START THE INPUT

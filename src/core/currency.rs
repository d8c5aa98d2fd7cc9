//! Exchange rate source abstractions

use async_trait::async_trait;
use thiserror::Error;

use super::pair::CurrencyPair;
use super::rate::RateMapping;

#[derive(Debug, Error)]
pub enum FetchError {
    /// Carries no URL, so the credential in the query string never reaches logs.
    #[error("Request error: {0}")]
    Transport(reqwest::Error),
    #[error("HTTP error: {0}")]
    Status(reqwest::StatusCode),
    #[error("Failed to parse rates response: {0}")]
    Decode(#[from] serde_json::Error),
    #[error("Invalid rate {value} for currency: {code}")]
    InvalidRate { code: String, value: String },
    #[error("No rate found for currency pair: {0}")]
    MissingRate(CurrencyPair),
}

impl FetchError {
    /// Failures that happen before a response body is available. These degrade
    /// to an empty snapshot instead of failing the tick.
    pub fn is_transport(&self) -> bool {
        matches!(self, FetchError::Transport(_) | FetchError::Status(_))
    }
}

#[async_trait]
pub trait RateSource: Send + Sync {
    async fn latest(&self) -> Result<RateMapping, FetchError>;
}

END THE INPUT
START THE INPUT

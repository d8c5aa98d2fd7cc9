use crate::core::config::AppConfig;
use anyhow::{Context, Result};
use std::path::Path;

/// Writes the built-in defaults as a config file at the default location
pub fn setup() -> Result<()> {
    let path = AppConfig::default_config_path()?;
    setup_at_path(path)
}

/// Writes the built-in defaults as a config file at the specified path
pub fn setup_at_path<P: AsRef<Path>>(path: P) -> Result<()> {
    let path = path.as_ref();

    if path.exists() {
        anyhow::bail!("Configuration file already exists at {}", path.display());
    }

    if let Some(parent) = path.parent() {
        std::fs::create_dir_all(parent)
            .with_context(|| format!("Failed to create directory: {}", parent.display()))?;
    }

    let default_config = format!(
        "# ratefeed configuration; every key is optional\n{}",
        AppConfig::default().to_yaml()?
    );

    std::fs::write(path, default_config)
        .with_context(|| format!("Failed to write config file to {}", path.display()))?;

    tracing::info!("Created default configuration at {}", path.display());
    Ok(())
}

END THE INPUT

▶ EXERCISE OBJECTIVE: Search the data and copy each line containing "Writes".

▶ SOLVED PROBLEM:
/// Writes the built-in defaults as a config file at the default location
/// Writes the built-in defaults as a config file at the specified path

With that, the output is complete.